“The government did not foreshadow any potentially significant measures to broaden the tax base, appearing to rely on healthy tax buoyancy and increasing tax compliance to drive revenue, at least through the forthcoming budget year. Moreover, it may be challenging for the government to push through material revenue reform given general elections that need to be held by mid-2024, as well as various state elections before then,” the rating agency said.
Economic Affairs secretary Ajay Seth told Business Standard in an interview that the government didn’t come out with a medium term fiscal consolidation roadmap since there is still uncertainty around the pandemic. “The global financial scenario is also a bit uncertain how it will play out although the economy is in a far stronger position. What is important is to assure stakeholders, especially the market, that the government is on the track of fiscal consolidation. So that part has been done,” he added.

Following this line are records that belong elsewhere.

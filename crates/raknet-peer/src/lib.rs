//! # raknet-peer
//!
//! Socket runtime for `raknet-transport`: one UDP socket, one worker thread
//! that owns every session on it, and a [`SessionHandler`] receiving
//! lifecycle and message callbacks.
//!
//! ## Crate structure
//!
//! - [`config`]: TOML configuration
//! - [`handler`]: application callbacks and their [`Context`]
//! - [`socket`]: UDP socket wrapper
//! - [`runtime`]: [`Peer`], [`PeerHandle`] and the worker loop

pub mod config;
pub mod handler;
pub mod runtime;
pub mod socket;

pub use config::PeerConfig;
pub use handler::{Context, PeerInfo, SessionHandler};
pub use runtime::{Peer, PeerError, PeerHandle};
//! # Wire Codec
//!
//! Bounds-checked primitive reads and writes shared by every packet type.
//!
//! [`WireRead`] extends any [`bytes::Buf`] and [`WireWrite`] any
//! [`bytes::BufMut`]. Integers are little-endian; "triads" are 3-byte
//! unsigned values used for sequence, message and order indices. Reads go
//! through `Buf::try_get_*` so a short buffer yields
//! [`DecodeError::Truncated`] instead of a panic.

use std::net::{IpAddr, Ipv4Addr, Ipv6Addr, SocketAddr};

use bytes::{Buf, BufMut, Bytes};

use crate::error::DecodeError;

/// Offline message marker carried by every unconnected packet.
pub const MAGIC: [u8; 16] = [
    0x00, 0xff, 0xff, 0x00, 0xfe, 0xfe, 0xfe, 0xfe, 0xfd, 0xfd, 0xfd, 0xfd, 0x12, 0x34, 0x56,
    0x78,
];

/// Largest value a triad can hold.
pub const TRIAD_MASK: u32 = 0x00ff_ffff;

/// Half of the triad space; distances at or above this count as "behind".
pub const TRIAD_HALF: u32 = 0x0080_0000;

const FAMILY_V4: u8 = 4;
const FAMILY_V6: u8 = 6;

// ─── Triad Arithmetic ───────────────────────────────────────────────────────

/// `value + n` in triad space.
#[inline]
pub fn triad_add(value: u32, n: u32) -> u32 {
    value.wrapping_add(n) & TRIAD_MASK
}

/// Forward distance from `from` to `to` in triad space.
#[inline]
pub fn triad_distance(from: u32, to: u32) -> u32 {
    to.wrapping_sub(from) & TRIAD_MASK
}

/// Serial-number comparison: is `a` strictly newer than `b`?
#[inline]
pub fn triad_newer(a: u32, b: u32) -> bool {
    let d = triad_distance(b, a);
    d != 0 && d < TRIAD_HALF
}

// ─── Reading ────────────────────────────────────────────────────────────────

/// Checked reads over any [`Buf`].
pub trait WireRead: Buf {
    fn read_u8(&mut self) -> Result<u8, DecodeError> {
        Ok(self.try_get_u8()?)
    }

    fn read_i8(&mut self) -> Result<i8, DecodeError> {
        Ok(self.try_get_i8()?)
    }

    fn read_bool(&mut self) -> Result<bool, DecodeError> {
        Ok(self.try_get_u8()? != 0)
    }

    fn read_u16(&mut self) -> Result<u16, DecodeError> {
        Ok(self.try_get_u16_le()?)
    }

    fn read_i16(&mut self) -> Result<i16, DecodeError> {
        Ok(self.try_get_i16_le()?)
    }

    fn read_triad(&mut self) -> Result<u32, DecodeError> {
        Ok(self.try_get_uint_le(3)? as u32)
    }

    fn read_u32(&mut self) -> Result<u32, DecodeError> {
        Ok(self.try_get_u32_le()?)
    }

    fn read_i32(&mut self) -> Result<i32, DecodeError> {
        Ok(self.try_get_i32_le()?)
    }

    fn read_u64(&mut self) -> Result<u64, DecodeError> {
        Ok(self.try_get_u64_le()?)
    }

    fn read_i64(&mut self) -> Result<i64, DecodeError> {
        Ok(self.try_get_i64_le()?)
    }

    /// Take `len` bytes without copying when the underlying buffer is `Bytes`.
    fn read_bytes(&mut self, len: usize) -> Result<Bytes, DecodeError> {
        ensure(self, len)?;
        Ok(self.copy_to_bytes(len))
    }

    /// u16 length prefix followed by UTF-8 bytes.
    fn read_string(&mut self) -> Result<String, DecodeError> {
        let len = self.read_u16()? as usize;
        let raw = self.read_bytes(len)?;
        String::from_utf8(raw.to_vec()).map_err(|_| DecodeError::InvalidString)
    }

    /// Consume the offline magic and verify it.
    fn read_magic(&mut self) -> Result<(), DecodeError> {
        ensure(self, MAGIC.len())?;
        let mut magic = [0u8; 16];
        self.copy_to_slice(&mut magic);
        if magic == MAGIC {
            Ok(())
        } else {
            Err(DecodeError::BadMagic)
        }
    }

    fn read_address(&mut self) -> Result<SocketAddr, DecodeError> {
        match self.read_u8()? {
            FAMILY_V4 => {
                ensure(self, 4)?;
                let mut octets = [0u8; 4];
                self.copy_to_slice(&mut octets);
                let ip = Ipv4Addr::from(octets.map(|b| !b));
                let port = self.read_u16()?;
                Ok(SocketAddr::new(IpAddr::V4(ip), port))
            }
            FAMILY_V6 => {
                ensure(self, 16)?;
                let mut octets = [0u8; 16];
                self.copy_to_slice(&mut octets);
                let port = self.read_u16()?;
                Ok(SocketAddr::new(IpAddr::V6(Ipv6Addr::from(octets)), port))
            }
            other => Err(DecodeError::InvalidAddressFamily(other)),
        }
    }

    /// Skip `len` bytes of padding.
    fn skip(&mut self, len: usize) -> Result<(), DecodeError> {
        ensure(self, len)?;
        self.advance(len);
        Ok(())
    }
}

impl<B: Buf + ?Sized> WireRead for B {}

fn ensure<B: Buf + ?Sized>(buf: &B, needed: usize) -> Result<(), DecodeError> {
    let available = buf.remaining();
    if available < needed {
        return Err(DecodeError::Truncated { needed, available });
    }
    Ok(())
}

// ─── Writing ────────────────────────────────────────────────────────────────

/// Writes mirroring [`WireRead`].
pub trait WireWrite: BufMut {
    fn write_bool(&mut self, value: bool) {
        self.put_u8(value as u8);
    }

    fn write_triad(&mut self, value: u32) {
        self.put_uint_le((value & TRIAD_MASK) as u64, 3);
    }

    /// Strings longer than `u16::MAX` bytes are truncated at a char boundary.
    fn write_string(&mut self, value: &str) {
        let mut end = value.len().min(u16::MAX as usize);
        while !value.is_char_boundary(end) {
            end -= 1;
        }
        self.put_u16_le(end as u16);
        self.put_slice(&value.as_bytes()[..end]);
    }

    fn write_magic(&mut self) {
        self.put_slice(&MAGIC);
    }

    fn write_address(&mut self, addr: &SocketAddr) {
        match addr.ip() {
            IpAddr::V4(ip) => {
                self.put_u8(FAMILY_V4);
                self.put_slice(&ip.octets().map(|b| !b));
            }
            IpAddr::V6(ip) => {
                self.put_u8(FAMILY_V6);
                self.put_slice(&ip.octets());
            }
        }
        self.put_u16_le(addr.port());
    }

    /// `len` zero bytes, used to size MTU probes.
    fn pad(&mut self, len: usize) {
        self.put_bytes(0, len);
    }
}

impl<B: BufMut + ?Sized> WireWrite for B {}

/// Encoded size of a socket address.
pub fn address_len(addr: &SocketAddr) -> usize {
    match addr {
        SocketAddr::V4(_) => 1 + 4 + 2,
        SocketAddr::V6(_) => 1 + 16 + 2,
    }
}
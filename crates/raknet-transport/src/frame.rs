//! # Encapsulated Frame
//!
//! One application message (or one fragment of it) plus its reliability
//! metadata. Layout:
//!
//! ```text
//!   flags        u8      reliability << 5 | 0x10 if split
//!   bit_length   u16     payload length in bits
//!   [msg_index   u24]    reliable kinds
//!   [order_index u24     ordered / sequenced kinds
//!    channel     u8]
//!   [split_count u32     split flag set
//!    split_id    u16
//!    split_index u32]
//!   payload
//! ```

use bytes::{BufMut, Bytes};

use crate::codec::{WireRead, WireWrite, TRIAD_MASK};
use crate::error::DecodeError;
use crate::reliability::Reliability;

const SPLIT_FLAG: u8 = 0x10;

/// Smallest possible frame header: flags + bit length.
pub const FRAME_HEADER_MIN: usize = 3;

/// Largest possible frame header.
pub const FRAME_HEADER_MAX: usize = FRAME_HEADER_MIN + 3 + 4 + 10;

/// Fragment coordinates of a split message.
#[derive(Debug, Clone, Copy, PartialEq, Eq, Hash)]
pub struct SplitInfo {
    /// Total number of fragments.
    pub count: u32,
    /// Identifier shared by every fragment of one message.
    pub id: u16,
    /// Zero-based position of this fragment.
    pub index: u32,
}

/// A reliability-tagged unit of payload inside a datagram.
#[derive(Debug, Clone, PartialEq, Eq)]
pub struct Frame {
    pub reliability: Reliability,
    /// Only transmitted for ordered and sequenced kinds; decodes as 0 otherwise.
    pub channel: u8,
    pub message_index: Option<u32>,
    pub order_index: Option<u32>,
    pub split: Option<SplitInfo>,
    pub payload: Bytes,
}

impl Frame {
    pub fn new(reliability: Reliability, payload: Bytes) -> Self {
        Frame {
            reliability,
            channel: 0,
            message_index: None,
            order_index: None,
            split: None,
            payload,
        }
    }

    /// Header size for a frame of this kind.
    pub fn header_len(reliability: Reliability, split: bool) -> usize {
        let mut len = FRAME_HEADER_MIN;
        if reliability.is_reliable() {
            len += 3;
        }
        if reliability.has_order_index() {
            len += 4;
        }
        if split {
            len += 10;
        }
        len
    }

    pub fn encoded_len(&self) -> usize {
        Self::header_len(self.reliability, self.split.is_some()) + self.payload.len()
    }

    pub fn encode(&self, buf: &mut impl BufMut) {
        debug_assert!(self.payload.len() <= (u16::MAX / 8) as usize);

        let mut flags = self.reliability.id() << 5;
        if self.split.is_some() {
            flags |= SPLIT_FLAG;
        }
        buf.put_u8(flags);
        buf.put_u16_le((self.payload.len() * 8) as u16);

        if self.reliability.is_reliable() {
            buf.write_triad(self.message_index.unwrap_or(0) & TRIAD_MASK);
        }
        if self.reliability.has_order_index() {
            buf.write_triad(self.order_index.unwrap_or(0) & TRIAD_MASK);
            buf.put_u8(self.channel);
        }
        if let Some(split) = &self.split {
            buf.put_u32_le(split.count);
            buf.put_u16_le(split.id);
            buf.put_u32_le(split.index);
        }
        buf.put_slice(&self.payload);
    }

    /// Decode one frame, advancing `buf` past it. The payload shares `buf`'s
    /// allocation.
    pub fn decode(buf: &mut Bytes) -> Result<Self, DecodeError> {
        let flags = buf.read_u8()?;
        let reliability = Reliability::from_id(flags >> 5)?;
        let bits = buf.read_u16()? as usize;
        let len = bits.div_ceil(8);

        let message_index = if reliability.is_reliable() {
            Some(buf.read_triad()?)
        } else {
            None
        };

        let (order_index, channel) = if reliability.has_order_index() {
            let index = buf.read_triad()?;
            (Some(index), buf.read_u8()?)
        } else {
            (None, 0)
        };

        let split = if flags & SPLIT_FLAG != 0 {
            let count = buf.read_u32()?;
            let id = buf.read_u16()?;
            let index = buf.read_u32()?;
            if count == 0 || index >= count {
                return Err(DecodeError::InvalidSplit);
            }
            Some(SplitInfo { count, id, index })
        } else {
            None
        };

        let payload = buf.read_bytes(len)?;

        Ok(Frame {
            reliability,
            channel,
            message_index,
            order_index,
            split,
            payload,
        })
    }
}

#[cfg(test)]
mod tests {
    use super::*;
    use bytes::BytesMut;

    fn encode(frame: &Frame) -> Bytes {
        let mut buf = BytesMut::with_capacity(frame.encoded_len());
        frame.encode(&mut buf);
        buf.freeze()
    }

    #[test]
    fn unreliable_frame_layout() {
        let frame = Frame::new(Reliability::Unreliable, Bytes::from_static(b"hi"));
        let wire = encode(&frame);
        assert_eq!(&wire[..], &[0x00, 16, 0, b'h', b'i']);
        assert_eq!(wire.len(), frame.encoded_len());
    }

    #[test]
    fn reliable_ordered_split_layout() {
        let frame = Frame {
            reliability: Reliability::ReliableOrdered,
            channel: 4,
            message_index: Some(0x010203),
            order_index: Some(0x000007),
            split: Some(SplitInfo {
                count: 3,
                id: 0x0102,
                index: 2,
            }),
            payload: Bytes::from_static(&[0xaa]),
        };
        let wire = encode(&frame);
        assert_eq!(wire[0], (3 << 5) | 0x10);
        assert_eq!(&wire[1..3], &[8, 0]);
        assert_eq!(&wire[3..6], &[0x03, 0x02, 0x01]);
        assert_eq!(&wire[6..10], &[0x07, 0x00, 0x00, 0x04]);
        assert_eq!(&wire[10..14], &[3, 0, 0, 0]);
        assert_eq!(&wire[14..16], &[0x02, 0x01]);
        assert_eq!(&wire[16..20], &[2, 0, 0, 0]);
        assert_eq!(wire[20], 0xaa);
        assert_eq!(wire.len(), FRAME_HEADER_MAX + 1);

        let mut rd = wire.clone();
        assert_eq!(Frame::decode(&mut rd).unwrap(), frame);
        assert!(rd.is_empty());
    }

    #[test]
    fn header_len_by_kind() {
        assert_eq!(Frame::header_len(Reliability::Unreliable, false), 3);
        assert_eq!(Frame::header_len(Reliability::UnreliableSequenced, false), 7);
        assert_eq!(Frame::header_len(Reliability::Reliable, false), 6);
        assert_eq!(Frame::header_len(Reliability::ReliableOrdered, false), 10);
        assert_eq!(Frame::header_len(Reliability::ReliableOrdered, true), 20);
    }

    #[test]
    fn sequenced_frame_keeps_channel() {
        let mut frame = Frame::new(Reliability::UnreliableSequenced, Bytes::from_static(b"pos"));
        frame.channel = 9;
        frame.order_index = Some(55);
        let mut wire = encode(&frame);
        assert_eq!(Frame::decode(&mut wire).unwrap(), frame);
    }

    #[test]
    fn consecutive_frames_decode_in_sequence() {
        let a = Frame::new(Reliability::Unreliable, Bytes::from_static(b"one"));
        let mut b = Frame::new(Reliability::Reliable, Bytes::from_static(b"two"));
        b.message_index = Some(1);
        let mut buf = BytesMut::new();
        a.encode(&mut buf);
        b.encode(&mut buf);
        let mut wire = buf.freeze();
        assert_eq!(Frame::decode(&mut wire).unwrap(), a);
        assert_eq!(Frame::decode(&mut wire).unwrap(), b);
        assert!(wire.is_empty());
    }

    #[test]
    fn truncated_payload_rejected() {
        let frame = Frame::new(Reliability::Unreliable, Bytes::from_static(b"hello"));
        let wire = encode(&frame);
        let mut short = wire.slice(..wire.len() - 1);
        assert!(matches!(
            Frame::decode(&mut short),
            Err(DecodeError::Truncated { .. })
        ));
    }

    #[test]
    fn split_index_beyond_count_rejected() {
        let mut frame = Frame::new(Reliability::Reliable, Bytes::from_static(b"x"));
        frame.message_index = Some(0);
        frame.split = Some(SplitInfo {
            count: 2,
            id: 1,
            index: 2,
        });
        let mut wire = encode(&frame);
        assert_eq!(Frame::decode(&mut wire), Err(DecodeError::InvalidSplit));
    }

    #[test]
    fn bit_length_rounds_up() {
        // 9 bits announces two payload bytes.
        let mut wire = Bytes::from_static(&[0x00, 9, 0, 1, 2]);
        let frame = Frame::decode(&mut wire).unwrap();
        assert_eq!(&frame.payload[..], &[1, 2]);
    }
}
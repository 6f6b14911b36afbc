//! # Errors
//!
//! Two layers of failure:
//!
//! - [`DecodeError`]: a single datagram could not be parsed. The datagram is
//!   dropped and the owning session carries on.
//! - [`SessionError`]: something that either rejects an API call up front
//!   (`InvalidChannel`, `MessageTooLarge`, `NotConnected`) or terminates one
//!   session. It never reaches other sessions or the socket.

use std::fmt;

use bytes::TryGetError;
use thiserror::Error;

// ─── Decode Errors ──────────────────────────────────────────────────────────

/// Failure to parse bytes received from the wire.
#[derive(Debug, Clone, PartialEq, Eq, Error)]
pub enum DecodeError {
    #[error("truncated: needed {needed} bytes, {available} available")]
    Truncated { needed: usize, available: usize },
    #[error("offline magic mismatch")]
    BadMagic,
    #[error("unknown packet id {0:#04x}")]
    UnknownPacketId(u8),
    #[error("invalid reliability id {0}")]
    InvalidReliability(u8),
    #[error("invalid address family {0}")]
    InvalidAddressFamily(u8),
    #[error("string is not valid UTF-8")]
    InvalidString,
    #[error("malformed acknowledgement record")]
    InvalidRecord,
    #[error("malformed split header")]
    InvalidSplit,
}

impl From<TryGetError> for DecodeError {
    fn from(e: TryGetError) -> Self {
        DecodeError::Truncated {
            needed: e.requested,
            available: e.available,
        }
    }
}

// ─── Session Errors ─────────────────────────────────────────────────────────

/// Why the remote end refused an offline connection attempt.
#[derive(Debug, Clone, Copy, PartialEq, Eq)]
pub enum RefusalReason {
    /// The server has no free session slots.
    NoFreeSlots,
    /// The server already holds a session for our address.
    AlreadyConnected,
    /// Our address is banned.
    Banned,
}

impl fmt::Display for RefusalReason {
    fn fmt(&self, f: &mut fmt::Formatter<'_>) -> fmt::Result {
        let s = match self {
            RefusalReason::NoFreeSlots => "no free incoming connections",
            RefusalReason::AlreadyConnected => "already connected",
            RefusalReason::Banned => "connection banned",
        };
        f.write_str(s)
    }
}

/// Session-level failures and API rejections.
#[derive(Debug, Clone, PartialEq, Eq, Error)]
pub enum SessionError {
    #[error(transparent)]
    Decode(#[from] DecodeError),
    #[error("channel {channel} out of range (session has {channels} channels)")]
    InvalidChannel { channel: u8, channels: u8 },
    #[error("message of {len} bytes exceeds the {max} byte limit")]
    MessageTooLarge { len: usize, max: usize },
    #[error("session is not connected")]
    NotConnected,
    #[error("message id {0:#04x} is reserved for session control")]
    ReservedMessageId(u8),
    #[error("split reassembly queue overloaded")]
    SplitQueueOverload,
    #[error("ordering queue overloaded")]
    OrderingQueueOverload,
    #[error("session timed out")]
    SessionTimeout,
    #[error("incompatible protocol version: ours {ours}, theirs {theirs}")]
    IncompatibleProtocol { ours: u8, theirs: u8 },
    #[error("peer requested unsupported connection security")]
    SecurityUnsupported,
    #[error("connection refused: {0}")]
    ConnectionRefused(RefusalReason),
    #[error("handshake violation: {0}")]
    HandshakeViolation(&'static str),
}

// ─── Disconnect Reason ──────────────────────────────────────────────────────

/// Why a session ended. Reported exactly once per session.
#[derive(Debug, Clone, PartialEq, Eq)]
pub enum DisconnectReason {
    /// Closed locally via `disconnect()`.
    Closed,
    /// The peer sent a disconnection notification.
    PeerClosed,
    /// Terminated by a protocol failure.
    Failed(SessionError),
}

impl fmt::Display for DisconnectReason {
    fn fmt(&self, f: &mut fmt::Formatter<'_>) -> fmt::Result {
        match self {
            DisconnectReason::Closed => f.write_str("closed"),
            DisconnectReason::PeerClosed => f.write_str("peer closed"),
            DisconnectReason::Failed(e) => write!(f, "failed: {e}"),
        }
    }
}
impl<H: SessionHandler> Worker<H> {
    fn new(config: PeerConfig, guid: u64, socket: PeerSocket, handler: H) -> Self {
        let clock = Clock::new();
        let responder = Responder::new(config.session.clone(), guid, config.identifier.clone());
        Worker {
            last_tick: clock.now(),
            config,
            guid,
            socket,
            clock,
            responder,
            sessions: HashMap::new(),
            connecting: HashMap::new(),
            blocked: HashMap::new(),
            handler,
        }
    }

    fn run(mut self, commands: Receiver<Command>) {
        let mut buf = vec![0u8; RECV_BUFFER];
        loop {
            loop {
                match commands.try_recv() {
                    Ok(Command::Shutdown) | Err(TryRecvError::Disconnected) => {
                        self.shutdown();
                        return;
                    }
                    Ok(command) => self.apply(command),
                    Err(TryRecvError::Empty) => break,
                }
            }

            match self.socket.recv_from(&mut buf) {
                Ok(Some((n, from))) => {
                    let now = self.clock.now();
                    self.on_datagram(Bytes::copy_from_slice(&buf[..n]), from, now);
                }
                Ok(None) => {}
                Err(e) => {
                    tracing::warn!(error = %e, "recv failed");
                    thread::sleep(self.config.tick_interval);
                }
            }

            let now = self.clock.now();
            if now.saturating_duration_since(self.last_tick) >= self.config.tick_interval {
                self.tick(now);
                self.last_tick = now;
            }
            self.service(now);
        }
    }

    fn apply(&mut self, command: Command) {
        let now = self.clock.now();
        match command {
            Command::Connect(address) => {
                if self.sessions.contains_key(&address) || self.connecting.contains_key(&address) {
                    tracing::debug!(%address, "already connected or connecting");
                    return;
                }
                tracing::debug!(%address, "connecting");
                let mut connector =
                    Connector::new(self.config.session.clone(), self.guid, address, now);
                match connector.poll(now) {
                    Ok(Some(probe)) => self.socket.send_to(&probe, address),
                    Ok(None) => {}
                    Err(e) => {
                        self.handler.on_connect_failed(address, &e);
                        return;
                    }
                }
                self.connecting.insert(address, connector);
            }
            Command::Send {
                address,
                reliability,
                channel,
                payload,
                reply,
            } => {
                let result = match self.sessions.get_mut(&address) {
                    Some(session) => session
                        .send(reliability, channel, payload)
                        .map_err(PeerError::from),
                    None => Err(PeerError::UnknownPeer(address)),
                };
                let _ = reply.send(result);
            }
            Command::Disconnect(address) => {
                if let Some(session) = self.sessions.get_mut(&address) {
                    session.disconnect(now);
                } else if self.connecting.remove(&address).is_some() {
                    tracing::debug!(%address, "connection attempt abandoned");
                }
            }
            Command::Stats { address, reply } => {
                let _ = reply.send(self.sessions.get(&address).map(Session::stats));
            }
            Command::Block { address, duration } => {
                tracing::info!(%address, ?duration, "address blocked");
                self.blocked.insert(address, duration.map(|d| now + d));
                for (addr, session) in self.sessions.iter_mut() {
                    if addr.ip() == address {
                        session.disconnect(now);
                    }
                }
            }
            Command::Unblock(address) => {
                if self.blocked.remove(&address).is_some() {
                    tracing::info!(%address, "address unblocked");
                }
            }
            Command::Shutdown => {}
        }
    }

    fn is_blocked(&self, address: IpAddr, now: Instant) -> bool {
        match self.blocked.get(&address) {
            Some(Some(until)) => now < *until,
            Some(None) => true,
            None => false,
        }
    }

    fn on_datagram(&mut self, raw: Bytes, from: SocketAddr, now: Instant) {
        let Some(&first) = raw.first() else {
            return;
        };
        if self.is_blocked(from.ip(), now) {
            if first == id::OPEN_CONNECTION_REQUEST_1 || first == id::OPEN_CONNECTION_REQUEST_2 {
                tracing::debug!(%from, "connection attempt from blocked address");
                let refusal = self.responder.refuse(RefusalReason::Banned);
                self.socket.send_to(&refusal, from);
            }
            return;
        }
        if id::is_datagram(first) || first == id::ACK || first == id::NACK {
            match self.sessions.get_mut(&from) {
                Some(session) => session.receive(raw, now),
                None => tracing::trace!(%from, "connected traffic from unknown address"),
            }
            return;
        }

        let packet = match OfflinePacket::decode(raw) {
            Ok(packet) => packet,
            Err(e) => {
                tracing::trace!(%from, error = %e, "undecodable offline packet");
                return;
            }
        };

        if let Some(connector) = self.connecting.get_mut(&from) {
            match connector.handle(&packet, now) {
                Ok(HandshakeOutcome::Send(bytes)) => self.socket.send_to(&bytes, from),
                Ok(HandshakeOutcome::Connected(session)) => {
                    self.connecting.remove(&from);
                    self.sessions.insert(from, *session);
                }
                Ok(HandshakeOutcome::Ignored) => {}
                Err(e) => {
                    self.connecting.remove(&from);
                    tracing::info!(address = %from, error = %e, "connection attempt failed");
                    self.handler.on_connect_failed(from, &e);
                }
            }
            return;
        }
        self.respond(&packet, from, now);
    }

    fn is_full(&self) -> bool {
        self.sessions.len() >= self.config.max_connections
    }

    /// Server side of the offline exchange.
    fn respond(&mut self, packet: &OfflinePacket, from: SocketAddr, now: Instant) {
        match *packet {
            OfflinePacket::UnconnectedPing {
                open_connections_only: true,
                ..
            } if self.is_full() => return,
            OfflinePacket::OpenConnectionRequest2 { client_guid, .. } => {
                if let Some(existing) = self.sessions.get(&from) {
                    let retry = existing.state() == SessionState::Handshaking
                        && existing.remote_guid() == client_guid;
                    if !retry {
                        tracing::debug!(%from, "request 2 from a connected address");
                        let refusal = self.responder.refuse(RefusalReason::AlreadyConnected);
                        self.socket.send_to(&refusal, from);
                        return;
                    }
                    // Reply 2 was lost: answer again and keep the session.
                    if let Response::Accept { reply, .. } = self.responder.handle(packet, from, now) {
                        self.socket.send_to(&reply, from);
                    }
                    return;
                }
                if self.is_full() {
                    tracing::debug!(%from, sessions = self.sessions.len(), "no free incoming connections");
                    let refusal = self.responder.refuse(RefusalReason::NoFreeSlots);
                    self.socket.send_to(&refusal, from);
                    return;
                }
            }
            _ => {}
        }

        match self.responder.handle(packet, from, now) {
            Response::Reply(bytes) => self.socket.send_to(&bytes, from),
            Response::Accept { reply, session } => {
                tracing::debug!(%from, guid = session.remote_guid(), mtu = session.mtu(), "session allocated");
                self.socket.send_to(&reply, from);
                self.sessions.insert(from, *session);
            }
            Response::Ignore => tracing::trace!(%from, id = packet.id(), "offline packet ignored"),
        }
    }

    fn tick(&mut self, now: Instant) {
        self.blocked.retain(|address, until| match until {
            Some(until) if now >= *until => {
                tracing::info!(%address, "block expired");
                false
            }
            _ => true,
        });

        for session in self.sessions.values_mut() {
            session.tick(now);
        }

        let mut failed = Vec::new();
        for (address, connector) in self.connecting.iter_mut() {
            match connector.poll(now) {
                Ok(Some(bytes)) => self.socket.send_to(&bytes, *address),
                Ok(None) => {}
                Err(e) => failed.push((*address, e)),
            }
        }
        for (address, error) in failed {
            self.connecting.remove(&address);
            tracing::info!(%address, %error, "connection attempt failed");
            self.handler.on_connect_failed(address, &error);
        }
    }

    /// Flush every session to the socket and hand its events to the handler.
    fn service(&mut self, now: Instant) {
        let mut pending = Vec::new();
        let mut closed = Vec::new();
        for (address, session) in self.sessions.iter_mut() {
            session.flush(now);
            for raw in session.drain_output() {
                self.socket.send_to(&raw, *address);
            }
            let events: Vec<SessionEvent> = session.drain_events().collect();
            if !events.is_empty() {
                pending.push((PeerInfo::from(&*session), events));
            }
            // Everything up to and including Disconnected has been drained.
            if session.is_closed() {
                closed.push(*address);
            }
        }

        for (peer, events) in pending {
            let mut ctx = Context {
                sessions: &mut self.sessions,
                now,
            };
            for event in events {
                match event {
                    SessionEvent::Connected => {
                        tracing::info!(address = %peer.address, guid = peer.guid, mtu = peer.mtu, "peer connected");
                        self.handler.on_connect(&peer, &mut ctx);
                    }
                    SessionEvent::Message { channel, payload } => {
                        self.handler.on_message(&peer, channel, payload, &mut ctx);
                    }
                    SessionEvent::Acknowledged(receipt) => {
                        self.handler.on_receipt(&peer, receipt, true);
                    }
                    SessionEvent::Lost(receipt) => {
                        self.handler.on_receipt(&peer, receipt, false);
                    }
                    SessionEvent::Disconnected(reason) => {
                        self.handler.on_disconnect(&peer, &reason);
                    }
                }
            }
        }

        for address in closed {
            self.sessions.remove(&address);
        }
    }

    fn shutdown(&mut self) {
        let now = self.clock.now();
        for session in self.sessions.values_mut() {
            session.disconnect(now);
        }
        self.connecting.clear();
        self.service(now);
        tracing::info!(
            datagrams_sent = self.socket.datagrams_sent(),
            bytes_sent = self.socket.bytes_sent(),
            send_errors = self.socket.send_errors(),
            "peer stopped"
        );
    }
}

Moody’s said continued government spending on infrastructure projects will drive demand for key user industries such as steel, cement, housing and solar photovoltaic (PV) module manufacturers, as well as downstream oil companies. “Support for medium, small and micro enterprises is credit positive for banks and nonbank financial companies. The expansion of the quantum of and period for securing government-guaranteed working loans for medium, small and micro enterprises (MSMEs) will support banks’ and nonbank financial companies’ (NBFCs) asset quality. Introduction of the digital rupee will further increase payment efficiency and financial inclusion,” it added.